Oil slips to $68 as rally fizzles out before U.S. supply report- oil and gas 360

Crude hit its highest since the start of the pandemic on Monday after Yemen’s Houthi forces fired drones and missiles at Saudi oil sites on Sunday. But Saudi Arabia said it thwarted the strike and prices slipped as supply fears eased.

Brent crude was down 18 cents, or 0.3%, at $68.06 by 1450 GMT, pulling back after trading as high as $69.33. It reached $71.38 on Monday, the highest since Jan. 8, 2020.

U.S. West Texas Intermediate (WTI) fell 56 cents to $64.49, after hitting its highest since October 2018 on Monday.

“Caution is advised as prices are, of course, not going to rise forever,” said Bjornar Tonhaugen of Rystad Energy. “A more definite price direction is expected soon, when the U.S. weekly oil inventory reports” are released.

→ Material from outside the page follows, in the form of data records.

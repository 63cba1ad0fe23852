//! Support for XLIFF 1.2 documents.
//!
//! Units are `<trans-unit id="..">` elements under `xliff/file/body`. The neutral file
//! keeps its text in `<source>`, culture files in `<target>`; comments live in `<note>`.
//! Nested `<group>` elements are not indexed.

use indoc::formatdoc;

use super::NodeSchema;
use crate::culture::CultureKey;

pub const SOURCE_SCHEMA: NodeSchema = NodeSchema {
    container: &["file", "body"],
    item: "trans-unit",
    key_attribute: "id",
    value: "source",
    comment: "note",
    value_required: false,
    typed_attributes: &[],
};

pub const TARGET_SCHEMA: NodeSchema = NodeSchema {
    value: "target",
    ..SOURCE_SCHEMA
};

pub fn empty_document(culture: &CultureKey, source_language: &str) -> String {
    let target = match culture {
        CultureKey::Neutral => String::new(),
        CultureKey::Specific(id) => format!(" target-language=\"{}\"", id),
    };
    formatdoc! {r#"
        <?xml version="1.0" encoding="utf-8"?>
        <xliff version="1.2" xmlns="urn:oasis:names:tc:xliff:document:1.2">
          <file datatype="xml" source-language="{source_language}"{target} original="resources">
            <body>
            </body>
          </file>
        </xliff>
    "#}
}
//! Captured copies of all values and comments, used to show what changed since.
//!
//! A snapshot is plain JSON so it can be stored next to a solution and loaded later.

use std::collections::BTreeMap;

use serde::{Deserialize, Serialize};
use tracing::warn;

use crate::{
    culture::CultureKey,
    entity::{EntityIdentity, ResourceEntity},
    error::Error,
};

/// Value and raw comment of one cell.
#[derive(Debug, Clone, Default, PartialEq, Eq, Serialize, Deserialize)]
pub struct SnapshotItem {
    #[serde(default, skip_serializing_if = "Option::is_none")]
    pub value: Option<String>,
    #[serde(default, skip_serializing_if = "Option::is_none")]
    pub comment: Option<String>,
}

#[derive(Debug, Clone, Default, PartialEq, Eq, Serialize, Deserialize)]
pub struct EntrySnapshot {
    pub key: String,
    /// Culture tag (empty for neutral) to captured cell.
    pub data: BTreeMap<String, SnapshotItem>,
}

#[derive(Debug, Clone, Default, PartialEq, Eq, Serialize, Deserialize)]
pub struct EntitySnapshot {
    pub project_name: String,
    pub base_name: String,
    #[serde(default)]
    pub directory_name: String,
    pub entries: Vec<EntrySnapshot>,
}

impl EntitySnapshot {
    pub fn from_entity(entity: &ResourceEntity) -> Self {
        let cultures: Vec<&CultureKey> = entity.cultures().collect();
        let entries = entity
            .entries()
            .map(|entry| EntrySnapshot {
                key: entry.key().to_string(),
                data: cultures
                    .iter()
                    .map(|culture| {
                        let item = SnapshotItem {
                            value: entry.value(culture).map(str::to_string),
                            comment: entry.raw_comment(culture).map(str::to_string),
                        };
                        (culture.tag(), item)
                    })
                    .filter(|(_, item)| item.value.is_some() || item.comment.is_some())
                    .collect(),
            })
            .collect();

        Self {
            project_name: entity.project_name().to_string(),
            base_name: entity.base_name().to_string(),
            directory_name: entity.directory_name().to_string(),
            entries,
        }
    }

    pub fn identity(&self) -> EntityIdentity {
        EntityIdentity::new(&self.project_name, &self.base_name, &self.directory_name)
    }

    /// Captured cells of `key`, empty if the key was not part of the snapshot.
    pub fn entry_values(&self, key: &str) -> BTreeMap<CultureKey, SnapshotItem> {
        let Some(entry) = self.entries.iter().find(|e| e.key == key) else {
            return BTreeMap::new();
        };
        entry
            .data
            .iter()
            .filter_map(|(tag, item)| match CultureKey::parse(tag) {
                Ok(culture) => Some((culture, item.clone())),
                Err(e) => {
                    warn!("skipping snapshot culture: {}", e);
                    None
                }
            })
            .collect()
    }
}

#[derive(Debug, Clone, Default, PartialEq, Eq, Serialize, Deserialize)]
pub struct Snapshot {
    pub entities: Vec<EntitySnapshot>,
}

impl Snapshot {
    pub fn from_entities<'a>(entities: impl IntoIterator<Item = &'a ResourceEntity>) -> Self {
        Self {
            entities: entities.into_iter().map(EntitySnapshot::from_entity).collect(),
        }
    }

    pub fn entity(&self, identity: &EntityIdentity) -> Option<&EntitySnapshot> {
        self.entities.iter().find(|e| &e.identity() == identity)
    }

    pub fn to_json(&self) -> Result<String, Error> {
        Ok(serde_json::to_string_pretty(self)?)
    }

    pub fn from_json(json: &str) -> Result<Self, Error> {
        Ok(serde_json::from_str(json)?)
    }
}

The latest round of U.S. inventory reports are expected to show crude stockpiles dropped. The first report, from the American Petroleum Institute, is due out at 4:30 p.m. ET (2130 GMT).

The Organization of the Petroleum Exporting Countries (OPEC), Russia and allies, known as OPEC+, decided on Thursday to broadly stick to output cuts, fuelling a rally.

“Dips have been lately viewed as buying opportunities,” said Tamas Varga of broker PVM. “Last week’s OPEC+ meeting will ensure that the global oil balance will get tighter in the foreseeable future.”

A stronger U.S. dollar, which tends to crimp investor demand for commodities, also weighed on oil, analysts said. The dollar eased back from a 3-1/2-month high reached earlier.

Prices gained support from expectations of economic recovery after the U.S. Senate approved a $1.9 trillion stimulus package. The U.S. House of Representatives must approve it before it goes to President Joe Biden for his signature.